Penyetoran uang ke kas negara itu sebagai pelaksanaan eksekusi pidana uang pengganti dari dua terpidana kasus korupsi PT Kereta Api Indonesia (KAI), Hal tersebut disampaikan Kajari Aceh Timur, Semeru SH.

Kajari menjelaskan, berdasarkan putusan Majelis Hakim Tingkat Kasasi yang telah berkekuatan hukum tetap kedua perkara yang sudah inkracht tersebut antara lain terpidana Muhammad Iman Prayoga yang dipidana uang pengganti sebesar RP1.872.000.000, sesuai dengan putusan Majelis Hakim Tingkat Kasasi Mahkamah Agung R.I No.2299 k/pid.sus/2022 tanggal 28 juni 2022.

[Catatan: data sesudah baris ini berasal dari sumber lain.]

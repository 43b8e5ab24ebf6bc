//! Data store error types.
//!
//! Errors are storage-backend agnostic: the REST client and the in-memory
//! fake both report failures through [`StoreError`].

use miette::Diagnostic;
use thiserror::Error;

/// Data store operation errors.
#[derive(Error, Diagnostic, Debug)]
pub enum StoreError {
    #[error("Request to {environment} timed out")]
    #[diagnostic(
        code(detail_ops::store::timeout),
        help("The call was retried once. Check connectivity to the hosted database.")
    )]
    Timeout { environment: String },

    #[error("Failed to connect to {environment}: {message}")]
    #[diagnostic(code(detail_ops::store::connection))]
    Connection {
        environment: String,
        message: String,
    },

    #[error("{environment} rejected request on '{collection}' ({status}): {message}")]
    #[diagnostic(code(detail_ops::store::rejected))]
    Rejected {
        environment: String,
        collection: String,
        status: u16,
        message: String,
    },

    #[error("Invalid response from {environment}: {message}")]
    #[diagnostic(code(detail_ops::store::invalid_response))]
    InvalidResponse {
        environment: String,
        message: String,
    },

    #[error("Record in '{collection}' has no '{key}' field")]
    #[diagnostic(
        code(detail_ops::store::missing_key),
        help("Only records with a stable identifying key can be upserted.")
    )]
    MissingKey { collection: String, key: String },
}

impl StoreError {
    /// Whether the failure is a transient network condition worth one retry.
    pub fn is_transient(&self) -> bool {
        matches!(self, StoreError::Timeout { .. } | StoreError::Connection { .. })
    }
}

/// Result type for data store operations.
pub type StoreResult<T> = Result<T, StoreError>;
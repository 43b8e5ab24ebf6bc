//! Per-stage record counts.

use serde::Serialize;
use tabled::{Table, Tabled, settings::Style};

/// Records written to one collection.
#[derive(Debug, Clone, PartialEq, Eq, Serialize, Tabled)]
pub struct CollectionCount {
    #[tabled(rename = "Collection")]
    pub collection: String,
    #[tabled(rename = "Records")]
    pub records: usize,
}

/// Result of the copy stage.
#[derive(Debug, Clone, Default, PartialEq, Eq, Serialize)]
pub struct CopyReport {
    pub collections: Vec<CollectionCount>,
}

/// Result of the seed stage.
#[derive(Debug, Clone, Default, PartialEq, Eq, Serialize)]
pub struct SeedReport {
    pub fixture_version: u32,
    pub collections: Vec<CollectionCount>,
}

impl CopyReport {
    pub(crate) fn record(&mut self, collection: &str, records: usize) {
        self.collections.push(CollectionCount {
            collection: collection.to_string(),
            records,
        });
    }

    pub fn total(&self) -> usize {
        self.collections.iter().map(|c| c.records).sum()
    }

    /// Names of the collections that were fully written.
    pub fn collection_names(&self) -> Vec<&str> {
        self.collections
            .iter()
            .map(|c| c.collection.as_str())
            .collect()
    }

    pub fn to_table(&self) -> String {
        render(&self.collections, self.total())
    }
}

impl SeedReport {
    pub(crate) fn record(&mut self, collection: &str, records: usize) {
        self.collections.push(CollectionCount {
            collection: collection.to_string(),
            records,
        });
    }

    pub fn total(&self) -> usize {
        self.collections.iter().map(|c| c.records).sum()
    }

    pub fn to_table(&self) -> String {
        render(&self.collections, self.total())
    }
}

fn render(counts: &[CollectionCount], total: usize) -> String {
    let mut rows = counts.to_vec();
    rows.push(CollectionCount {
        collection: "Total".to_string(),
        records: total,
    });
    let mut table = Table::new(rows);
    table.with(Style::rounded());
    table.to_string()
}
//! Synthetic records seeded into development environments.
//!
//! Fixture ids are fixed so re-seeding overwrites instead of duplicating.
//! Bump [`FIXTURE_VERSION`] whenever the set changes.

use serde_json::{Value, json};

use crate::store::{Record, RecordBatch};

pub const FIXTURE_VERSION: u32 = 1;

pub const SAMPLE_SHOP_ID: &str = "f1c7a000-0000-4000-8000-000000000001";

const EXTERIOR_CATEGORY_ID: &str = "f1c7a000-0000-4000-8000-000000000101";
const INTERIOR_CATEGORY_ID: &str = "f1c7a000-0000-4000-8000-000000000102";
const COATING_CATEGORY_ID: &str = "f1c7a000-0000-4000-8000-000000000103";

/// A versioned, ordered set of fixture collections.
#[derive(Debug, Clone)]
pub struct FixtureSet {
    pub version: u32,
    pub collections: Vec<(String, RecordBatch)>,
}

impl FixtureSet {
    pub fn new(version: u32, collections: Vec<(String, RecordBatch)>) -> Self {
        Self {
            version,
            collections,
        }
    }

    /// Sample shop with its service catalogue.
    pub fn standard() -> Self {
        Self::new(
            FIXTURE_VERSION,
            vec![
                ("shops".to_string(), batch(shops())),
                ("service_categories".to_string(), batch(categories())),
                ("services".to_string(), batch(services())),
            ],
        )
    }

    /// Total number of fixture records.
    pub fn len(&self) -> usize {
        self.collections.iter().map(|(_, b)| b.len()).sum()
    }

    pub fn is_empty(&self) -> bool {
        self.len() == 0
    }
}

fn batch(rows: Vec<Value>) -> RecordBatch {
    RecordBatch::new(rows.into_iter().filter_map(Record::from_value).collect())
}

fn shops() -> Vec<Value> {
    vec![json!({
        "id": SAMPLE_SHOP_ID,
        "name": "Sample Detailing Studio",
        "slug": "sample-detailing",
        "phone": "+1 555 0100",
        "email": "studio@example.test",
        "timezone": "America/New_York",
        "is_active": true,
    })]
}

fn categories() -> Vec<Value> {
    vec![
        json!({
            "id": EXTERIOR_CATEGORY_ID,
            "shop_id": SAMPLE_SHOP_ID,
            "name": "Exterior",
            "sort_order": 1,
        }),
        json!({
            "id": INTERIOR_CATEGORY_ID,
            "shop_id": SAMPLE_SHOP_ID,
            "name": "Interior",
            "sort_order": 2,
        }),
        json!({
            "id": COATING_CATEGORY_ID,
            "shop_id": SAMPLE_SHOP_ID,
            "name": "Ceramic Coating",
            "sort_order": 3,
        }),
    ]
}

fn services() -> Vec<Value> {
    [
        ("201", EXTERIOR_CATEGORY_ID, "Hand Wash & Wax", 7500, 90, true),
        ("202", EXTERIOR_CATEGORY_ID, "Paint Decontamination", 12000, 120, true),
        ("203", INTERIOR_CATEGORY_ID, "Full Interior Detail", 15000, 180, true),
        ("204", INTERIOR_CATEGORY_ID, "Odor Removal", 9000, 60, false),
        ("205", COATING_CATEGORY_ID, "One-Year Ceramic Coating", 65000, 480, true),
    ]
    .into_iter()
    .map(|(suffix, category, name, price_cents, minutes, active)| {
        json!({
            "id": format!("f1c7a000-0000-4000-8000-000000000{}", suffix),
            "shop_id": SAMPLE_SHOP_ID,
            "category_id": category,
            "name": name,
            "price_cents": price_cents,
            "duration_minutes": minutes,
            "is_active": active,
        })
    })
    .collect()
}

#[cfg(test)]
mod tests {
    use super::*;
    use std::collections::HashSet;

    #[test]
    fn standard_fixtures_have_unique_stable_keys() {
        let fixtures = FixtureSet::standard();
        let mut keys = HashSet::new();
        for (_, batch) in &fixtures.collections {
            for record in batch {
                let key = record.key().expect("fixture without id");
                assert!(keys.insert(key.clone()), "duplicate fixture id {}", key);
            }
        }
        assert_eq!(keys.len(), fixtures.len());
        assert_eq!(fixtures.len(), 9);
    }

    #[test]
    fn standard_fixtures_are_deterministic() {
        let a = FixtureSet::standard();
        let b = FixtureSet::standard();
        assert_eq!(a.collections, b.collections);
    }

    #[test]
    fn standard_fixtures_never_touch_customer_data() {
        let fixtures = FixtureSet::standard();
        assert!(
            fixtures
                .collections
                .iter()
                .all(|(name, _)| !crate::sync::is_protected(name))
        );
    }
}
use miette::Diagnostic;
use thiserror::Error;

use crate::config::ConfigError;
use crate::convert::ServerError;
use crate::store::StoreError;
use crate::sync::LockError;

#[derive(Error, Diagnostic, Debug)]
pub enum CliError {
    #[error(transparent)]
    #[diagnostic(transparent)]
    Config(#[from] ConfigError),

    #[error(transparent)]
    #[diagnostic(transparent)]
    Store(#[from] StoreError),

    #[error(transparent)]
    #[diagnostic(transparent)]
    Lock(#[from] LockError),

    #[error(transparent)]
    #[diagnostic(transparent)]
    Server(#[from] ServerError),

    #[error("Conversion upstream is not configured")]
    #[diagnostic(
        code(detail_ops::cli::missing_upstream),
        help("Pass --upstream-url or set the CONVERSION_API_URL environment variable.")
    )]
    MissingUpstream,

    #[error("Failed to render output: {message}")]
    #[diagnostic(code(detail_ops::cli::output))]
    Output { message: String },
}

impl From<serde_json::Error> for CliError {
    fn from(e: serde_json::Error) -> Self {
        CliError::Output {
            message: e.to_string(),
        }
    }
}

pub type CliResult<T> = Result<T, CliError>;
//! Data store access.
//!
//! All durable state lives in the hosted database. This module defines the
//! narrow capability the rest of the crate depends on, plus its
//! implementations.
//!
//! # Architecture
//!
//! - `client`: `DataStoreClient` and `Connector` traits
//! - `models`: opaque `Record`s, `RecordBatch` and query `Filter`s
//! - `rest`: PostgREST implementation over reqwest
//! - `memory`: in-memory implementation for tests

mod client;
mod error;
#[cfg(test)]
mod memory;
mod models;
mod rest;

#[cfg(test)]
mod memory_test;

pub use client::{Connector, DataStoreClient, SHOP_KEY};
pub use error::{StoreError, StoreResult};
#[cfg(test)]
pub use memory::{MemoryConnector, MemoryStore, Operation};
pub use models::{Filter, RECORD_KEY, Record, RecordBatch};
pub use rest::{RestConnector, RestStore};
use criterion::{BenchmarkId, Criterion, black_box, criterion_group, criterion_main};
use linea::prelude::*;
use linea::{Curve, Quadtree, bounding_rect_for_points, score_ordering, squarify};
use linea_types::point::SpatialPoint;

fn scattered_points(n: usize) -> Vec<Point<f64>> {
    (0..n)
        .map(|i| {
            let t = i as f64;
            Point::new((t * 0.618_034).fract() * 360.0 - 180.0, (t * 0.414_214).fract() * 180.0 - 90.0)
        })
        .collect()
}

fn build_tree(points: &[Point<f64>]) -> Quadtree<usize> {
    let cell = squarify(bounding_rect_for_points(points).unwrap());
    let payloads = points
        .iter()
        .enumerate()
        .map(|(i, &p)| SpatialPoint::from_point(p, i))
        .collect();
    Quadtree::from_points(cell, payloads, 96, 1e-9).unwrap()
}

fn benchmark_quadtree(c: &mut Criterion) {
    let mut group = c.benchmark_group("quadtree");

    for size in [100, 1_000, 10_000] {
        let points = scattered_points(size);

        group.bench_with_input(BenchmarkId::new("build", size), &points, |b, points| {
            b.iter(|| build_tree(black_box(points)))
        });

        let tree = build_tree(&points);
        for curve in [Curve::Hilbert, Curve::Morton] {
            group.bench_with_input(
                BenchmarkId::new(format!("traverse_{}", curve.name()), size),
                &tree,
                |b, tree| b.iter(|| curve.traverse(black_box(tree)).len()),
            );
        }
    }

    group.finish();
}

fn benchmark_quality(c: &mut Criterion) {
    let mut group = c.benchmark_group("quality");
    group.sample_size(20);

    for size in [50, 200, 500] {
        let points = scattered_points(size);
        let single = ProjectionConfig::default();
        let averaged = ProjectionConfig::default().with_average_over_k(true);

        group.bench_with_input(BenchmarkId::new("single_k", size), &points, |b, points| {
            b.iter(|| score_ordering(black_box(points), &single).unwrap())
        });
        group.bench_with_input(BenchmarkId::new("averaged_k", size), &points, |b, points| {
            b.iter(|| score_ordering(black_box(points), &averaged).unwrap())
        });
    }

    group.finish();
}

fn benchmark_projection(c: &mut Criterion) {
    let mut group = c.benchmark_group("projection");
    group.sample_size(10);

    // 20 regions x 20 districts x 10 sites
    let mut forest = Forest::new();
    let points = scattered_points(20 + 20 * 20 + 20 * 20 * 10);
    let mut next = points.iter();
    for r in 0..20 {
        let Some(&p) = next.next() else { break };
        let region = forest
            .add_root(Entity::new(format!("r{r}"), format!("Region {r}")).with_position(p.x(), p.y()))
            .unwrap();
        for d in 0..20 {
            let Some(&p) = next.next() else { break };
            let district = forest
                .add_child(
                    region,
                    Entity::new(format!("r{r}.d{d}"), format!("District {d}"))
                        .with_position(p.x(), p.y()),
                )
                .unwrap();
            for s in 0..10 {
                let Some(&p) = next.next() else { break };
                forest
                    .add_child(
                        district,
                        Entity::new(format!("r{r}.d{d}.s{s}"), format!("Site {s}"))
                            .with_position(p.x(), p.y()),
                    )
                    .unwrap();
            }
        }
    }

    let projector = Projector::default();
    for curve in [Curve::Hilbert, Curve::Morton] {
        let strategy = projector.curve_strategy(curve);
        group.bench_function(curve.name(), |b| {
            b.iter(|| projector.project_with(black_box(&forest), &strategy).unwrap())
        });
    }

    group.finish();
}

criterion_group!(
    benches,
    benchmark_quadtree,
    benchmark_quality,
    benchmark_projection
);
criterion_main!(benches);
//! # linea-types
//!
//! Core data types shared by the linea ordering engine.
//!
//! This crate provides the plain, serializable records that flow in and out
//! of the engine:
//!
//! - **Entity types**: `Entity`, `EntityNode`, `Payload`
//! - **Index types**: `SpatialPoint`
//! - **Result types**: `QualityScores`, `SubtreeLevelOrder`, `PerLevelOrders`, `Projection`
//!
//! All types are serializable with Serde and built on top of the `geo` crate's
//! geometric primitives.
//!
//! ## Examples
//!
//! ```rust
//! use linea_types::entity::Entity;
//!
//! let berlin = Entity::new("de-be", "Berlin").with_position(1_491_681.0, 6_893_310.0);
//! assert!(berlin.position.is_some());
//! ```

pub mod entity;
pub mod point;
pub mod projection;
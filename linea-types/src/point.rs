use geo::Point;

/// A coordinate pair carrying a reference to the record it was taken from.
///
/// Spatial points only live inside an ordering strategy: they are built from
/// entities, fed to an index, and dropped once the order is known. The payload
/// is usually a borrowed entity or an arena index, never an owned copy.
///
/// # Examples
///
/// ```
/// use linea_types::point::SpatialPoint;
///
/// let p = SpatialPoint::new(10.0, 20.0, "a");
/// assert_eq!(p.x(), 10.0);
/// assert!(p.is_finite());
/// ```
#[derive(Debug, Clone, Copy, PartialEq)]
pub struct SpatialPoint<T> {
    pub point: Point<f64>,
    pub payload: T,
}

impl<T> SpatialPoint<T> {
    pub fn new(x: f64, y: f64, payload: T) -> Self {
        Self {
            point: Point::new(x, y),
            payload,
        }
    }

    pub fn from_point(point: Point<f64>, payload: T) -> Self {
        Self { point, payload }
    }

    pub fn x(&self) -> f64 {
        self.point.x()
    }

    pub fn y(&self) -> f64 {
        self.point.y()
    }

    /// Both coordinates are neither NaN nor infinite.
    pub fn is_finite(&self) -> bool {
        self.point.x().is_finite() && self.point.y().is_finite()
    }

    pub fn map<U>(self, f: impl FnOnce(T) -> U) -> SpatialPoint<U> {
        SpatialPoint {
            point: self.point,
            payload: f(self.payload),
        }
    }
}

Dan terpidana Saefudin Bin Sobandi dengan pidana uang pengganti sebesar Rp150.000.000, berdasarkan putusan Majelis Hakim Tingkat Kasasi Mahkamah Agung R.I No.2938 k/pid.sus/2022 tanggal 27 juli 2022.

Labih lanjut Kajari mengatakan, sejak proses penuntutan dipersidangan, tim penuntut umum Kejaksaan Negeri Aceh Timur telah menitipkan barang rampasan berupa uang tunai yang dititipkan di rekening penampungan lainnya (RPL) Kejaksaan Negeri Aceh Timur pada Bank BSI Cabang Idi Rayeuk.

“Selanjutnya guna tuntasnya penyelesaian kedua perkara tersebut uang rampasan yang dititipkan tersebut berdasarkan putusan Majelis Hakim diperhitungkan sebagai eksekusi pidana denda dan pidana uang pengganti,” tutup Semeru.